Avis is a great example of a product or service differentiation using the ‘-er strategy. It worked for them because there weren’t many car rental brands in the market at that time. It was basically a competing duel between them and the #1 brand, Hertz.

The brand competition between Avis and Hertz dates back to the mid-1940s. Warren Avis, an Air Force officer, had a great idea as he traveled around the country and overseas: he spotted an unexploited niche in the rental car market. 

Avis’ big idea: Put Avis cars inside airports. At the time, most rental lots, including Hertz’s, were located in downtown locations.

It wasn’t long that Hertz came on the scene at airports. Avis described the market-share struggle as, “the war with Hertz.” 

But it was in the 1960s, that the “We Try Harder” ad campaign kicked the car rental race into another gear and standing out from the competition. Avis ads never called out Hertz by name, but the accusations were implicit. “Avis can’t afford not to be nice.” “Avis can’t afford to make you wait.” “Avis can’t afford dirty ashtrays.” The campaign ran for the next 50 years, all over the globe.

Avis - We Try Harder 1960s ad campaign
Avis Logo Tagline

Define Your ‘Why’

As brands evolved (2000s) in becoming more consumer-centric (thanks to the rise of Apple’s iPhone, and social media platforms like Facebook), companies were being asked by marketing and advertising agencies, “What’s Your Why?”, referencing Simon Sinek’s book, “Start With Why” in 2009.

“People don’t buy what you do, they buy why you do it. What you do simply proves what you believe. In fact, people will do the things that prove what they believe.”

Today, there are brand strategists who additionally ask, “Who is your audience? And, “How do they feel when interacting with your brand?” Mainly, differentiation is more about your audience’s experiences and personal identity. What that means for brands is that as globalism removes the barriers, people gravitate towards joining a tribe, a brand that they can identify with, understand, and participate in.
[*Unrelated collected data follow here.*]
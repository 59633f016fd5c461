// Copyright 2025 RisingWave Labs
//
// Licensed under the Apache License, Version 2.0 (the "License");
// you may not use this file except in compliance with the License.
// You may obtain a copy of the License at
//
//     http://www.apache.org/licenses/LICENSE-2.0
//
// Unless required by applicable law or agreed to in writing, software
// distributed under the License is distributed on an "AS IS" BASIS,
// WITHOUT WARRANTIES OR CONDITIONS OF ANY KIND, either express or implied.
// See the License for the specific language governing permissions and
// limitations under the License.

//! An in-memory [`ChannelTransport`] backed by a shared bus. Used by tests
//! and embedded deployments; the single lock around the bus state is what
//! makes `send` transactional.

use std::collections::HashMap;
use std::sync::Arc;
use std::time::Duration;

use async_trait::async_trait;
use bytes::Bytes;
use iceberg_connect_common::types::TopicPartition;
use parking_lot::Mutex;

use super::{ChannelTransport, Polled};
use crate::Result;

#[derive(Debug, Default)]
struct BusInner {
    /// The single-partition control log.
    control_log: Vec<Bytes>,
    /// The coordinator group's control-topic position, the durable cursor
    /// a restarted coordinator resumes from.
    control_cursor: usize,
    /// The coordinator group's stored source offsets.
    source_offsets: HashMap<TopicPartition, i64>,
    /// Partition counts of known topics.
    topics: HashMap<String, i32>,
}

/// The shared state one logical cluster of transports talks through.
#[derive(Debug, Default)]
pub struct MemoryBus {
    inner: Mutex<BusInner>,
}

impl MemoryBus {
    pub fn new() -> Arc<Self> {
        Arc::new(Self::default())
    }

    pub fn create_topic(&self, name: impl Into<String>, partitions: i32) {
        self.inner.lock().topics.insert(name.into(), partitions);
    }

    /// The coordinator group's stored offset for one source partition.
    pub fn committed_offset(&self, tp: &TopicPartition) -> Option<i64> {
        self.inner.lock().source_offsets.get(tp).copied()
    }

    pub fn control_log_len(&self) -> usize {
        self.inner.lock().control_log.len()
    }
}

pub struct MemoryChannelTransport {
    bus: Arc<MemoryBus>,
    /// Next control-log index this transport reads.
    cursor: usize,
    /// Whether `commit_cursor` persists the position to the bus
    /// (coordinator role).
    persistent_cursor: bool,
}

impl MemoryChannelTransport {
    /// A coordinator transport: resumes from the bus-persisted cursor and
    /// persists it on commit.
    pub fn coordinator(bus: Arc<MemoryBus>) -> Self {
        let cursor = bus.inner.lock().control_cursor;
        Self {
            bus,
            cursor,
            persistent_cursor: true,
        }
    }

    /// A worker transport: starts at the current end of the control log and
    /// never persists its position.
    pub fn worker(bus: Arc<MemoryBus>) -> Self {
        let cursor = bus.inner.lock().control_log.len();
        Self {
            bus,
            cursor,
            persistent_cursor: false,
        }
    }
}

#[async_trait]
impl ChannelTransport for MemoryChannelTransport {
    async fn send(
        &mut self,
        payloads: Vec<Bytes>,
        source_offsets: HashMap<TopicPartition, i64>,
    ) -> Result<()> {
        let mut inner = self.bus.inner.lock();
        inner.control_log.extend(payloads);
        inner.source_offsets.extend(source_offsets);
        Ok(())
    }

    async fn poll(&mut self, _timeout: Duration) -> Result<Vec<Polled>> {
        let inner = self.bus.inner.lock();
        let available = &inner.control_log[self.cursor..];
        let polled = available
            .iter()
            .enumerate()
            .map(|(i, payload)| Polled {
                payload: payload.clone(),
                partition: 0,
                offset: (self.cursor + i) as i64,
            })
            .collect::<Vec<_>>();
        self.cursor = inner.control_log.len();
        Ok(polled)
    }

    async fn commit_cursor(&mut self) -> Result<()> {
        if self.persistent_cursor {
            self.bus.inner.lock().control_cursor = self.cursor;
        }
        Ok(())
    }

    async fn committed_offsets(
        &self,
        partitions: &[TopicPartition],
    ) -> Result<HashMap<TopicPartition, i64>> {
        let inner = self.bus.inner.lock();
        Ok(partitions
            .iter()
            .filter_map(|tp| inner.source_offsets.get(tp).map(|o| (tp.clone(), *o)))
            .collect())
    }

    async fn partitions_for(&self, topic: &str) -> Result<Vec<i32>> {
        let inner = self.bus.inner.lock();
        let count = inner.topics.get(topic).copied().unwrap_or(1);
        Ok((0..count).collect())
    }

    async fn close(&mut self) -> Result<()> {
        Ok(())
    }
}

#[cfg(test)]
mod tests {
    use super::*;
    use crate::channel::ControlChannel;
    use crate::events::{CommitRequestPayload, Event, EventPayload};

    fn request_event(group: &str) -> Event {
        Event::new(
            group,
            EventPayload::CommitRequest(CommitRequestPayload {
                commit_id: uuid::Uuid::new_v4(),
            }),
        )
    }

    #[tokio::test]
    async fn test_send_is_atomic_with_offsets() {
        let bus = MemoryBus::new();
        let mut channel = ControlChannel::new(
            "coordinator",
            "cg-control",
            true,
            MemoryChannelTransport::coordinator(bus.clone()),
        );

        let tp = TopicPartition::new("events", 0);
        let mut offsets = HashMap::new();
        offsets.insert(tp.clone(), 101);
        channel
            .send(vec![request_event("cg-control")], offsets)
            .await
            .unwrap();

        assert_eq!(bus.control_log_len(), 1);
        assert_eq!(bus.committed_offset(&tp), Some(101));
    }

    #[tokio::test]
    async fn test_worker_transport_starts_at_latest() {
        let bus = MemoryBus::new();
        let mut coordinator = ControlChannel::new(
            "coordinator",
            "cg-control",
            true,
            MemoryChannelTransport::coordinator(bus.clone()),
        );
        coordinator
            .send(vec![request_event("cg-control")], HashMap::new())
            .await
            .unwrap();

        // A worker joining now must not see history.
        let mut late_worker = ControlChannel::new(
            "worker",
            "cg-control",
            false,
            MemoryChannelTransport::worker(bus.clone()),
        );
        assert!(late_worker
            .drain(Duration::from_millis(10))
            .await
            .unwrap()
            .is_empty());

        coordinator
            .send(vec![request_event("cg-control")], HashMap::new())
            .await
            .unwrap();
        assert_eq!(
            late_worker.drain(Duration::from_millis(10)).await.unwrap().len(),
            1
        );
    }

    #[tokio::test]
    async fn test_coordinator_cursor_survives_restart() {
        let bus = MemoryBus::new();
        let mut first = ControlChannel::new(
            "coordinator",
            "cg-control",
            true,
            MemoryChannelTransport::coordinator(bus.clone()),
        );
        first
            .send(vec![request_event("cg-control")], HashMap::new())
            .await
            .unwrap();
        assert_eq!(first.drain(Duration::from_millis(10)).await.unwrap().len(), 1);
        first.ack().await.unwrap();

        first
            .send(vec![request_event("cg-control")], HashMap::new())
            .await
            .unwrap();
        // Crash without acking the second event: a restarted coordinator
        // replays it.
        let mut second = ControlChannel::new(
            "coordinator",
            "cg-control",
            true,
            MemoryChannelTransport::coordinator(bus.clone()),
        );
        let replayed = second.drain(Duration::from_millis(10)).await.unwrap();
        assert_eq!(replayed.len(), 1);
    }

    #[tokio::test]
    async fn test_foreign_group_filtered() {
        let bus = MemoryBus::new();
        let mut sender = ControlChannel::new(
            "coordinator",
            "cg-other",
            true,
            MemoryChannelTransport::coordinator(bus.clone()),
        );
        let mut receiver = ControlChannel::new(
            "worker",
            "cg-control",
            false,
            MemoryChannelTransport::worker(bus.clone()),
        );
        sender
            .send(vec![request_event("cg-other")], HashMap::new())
            .await
            .unwrap();
        assert!(receiver
            .drain(Duration::from_millis(10))
            .await
            .unwrap()
            .is_empty());
    }
}
// Copyright 2025 RisingWave Labs
//
// Licensed under the Apache License, Version 2.0 (the "License");
// you may not use this file except in compliance with the License.
// You may obtain a copy of the License at
//
//     http://www.apache.org/licenses/LICENSE-2.0
//
// Unless required by applicable law or agreed to in writing, software
// distributed under the License is distributed on an "AS IS" BASIS,
// WITHOUT WARRANTIES OR CONDITIONS OF ANY KIND, either express or implied.
// See the License for the specific language governing permissions and
// limitations under the License.

use bytes::Bytes;
use serde_json::Value;

use crate::types::{Offset, TopicPartition};

/// One record handed over by the sink framework. The value has already been
/// deserialized by the framework's converter; structured rows and plain maps
/// both arrive as JSON objects.
#[derive(Debug, Clone, PartialEq)]
pub struct SinkRecord {
    pub topic: String,
    pub partition: i32,
    pub offset: i64,
    pub timestamp_ms: Option<i64>,
    pub key: Option<Bytes>,
    pub value: Option<Value>,
}

impl SinkRecord {
    pub fn topic_partition(&self) -> TopicPartition {
        TopicPartition::new(self.topic.clone(), self.partition)
    }

    /// The source position this record advances its partition to. Sink
    /// offsets denote the next record to consume, hence `offset + 1`.
    pub fn next_offset(&self) -> Offset {
        Offset::new(self.offset + 1, self.timestamp_ms)
    }
}

/// Dotted-path lookup into a record value, e.g. `meta.table` resolves the
/// `table` field of the `meta` object. Returns `None` when any path segment
/// is missing or the intermediate value is not an object.
pub fn extract_from_value<'a>(value: &'a Value, path: &str) -> Option<&'a Value> {
    let mut current = value;
    for segment in path.split('.') {
        match current {
            Value::Object(map) => current = map.get(segment)?,
            _ => return None,
        }
    }
    Some(current)
}

/// Resolve a route value to its string form. Scalars stringify the way they
/// print; nulls and nested values do not route.
pub fn extract_route_value(value: &Value, path: &str) -> Option<String> {
    match extract_from_value(value, path)? {
        Value::String(s) => Some(s.clone()),
        Value::Number(n) => Some(n.to_string()),
        Value::Bool(b) => Some(b.to_string()),
        _ => None,
    }
}

#[cfg(test)]
mod tests {
    use serde_json::json;

    use super::*;

    #[test]
    fn test_next_offset_is_plus_one() {
        let record = SinkRecord {
            topic: "events".to_owned(),
            partition: 3,
            offset: 100,
            timestamp_ms: Some(1_684_408_953_000),
            key: None,
            value: None,
        };
        assert_eq!(
            record.next_offset(),
            Offset::new(101, Some(1_684_408_953_000))
        );
    }

    #[test]
    fn test_extract_nested_field() {
        let value = json!({"meta": {"table": "DB.Orders", "version": 2}, "id": 7});
        assert_eq!(
            extract_from_value(&value, "meta.table"),
            Some(&json!("DB.Orders"))
        );
        assert_eq!(extract_from_value(&value, "id"), Some(&json!(7)));
        assert_eq!(extract_from_value(&value, "meta.missing"), None);
        assert_eq!(extract_from_value(&value, "id.nested"), None);
    }

    #[test]
    fn test_route_value_stringifies_scalars() {
        let value = json!({"route": 42, "flag": true, "nested": {}, "none": null});
        assert_eq!(extract_route_value(&value, "route"), Some("42".to_owned()));
        assert_eq!(extract_route_value(&value, "flag"), Some("true".to_owned()));
        assert_eq!(extract_route_value(&value, "nested"), None);
        assert_eq!(extract_route_value(&value, "none"), None);
    }
}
Marty Neumeier’s book, The Brand Gap reads, “To begin building your brand, ask yourself three questions: 
1) Who are you? 
2) What do you do? 
3) Why does it matter?

Marty Neumeier, The Brand Gap

The clearer the answer to these questions, the more your audience will identify, understand, and make the choice to participate with your brand. They won’t be interested in any part that’s irrelevant, only the ‘why’, but if you don’t fully understand and know your audience, then your brand won’t be able to connect with them on a personal human level.

Brands that have a higher purpose like Patagonia go beyond the reason to make revenue. They have a belief that rises higher than profit, and that’s based on:


Today’s consumers are increasingly interested in buying sustainable products. Therefore, understanding Patagonia’s position on sustainability makes them standing out from the competition and the buying choice from one brand to another that much easier.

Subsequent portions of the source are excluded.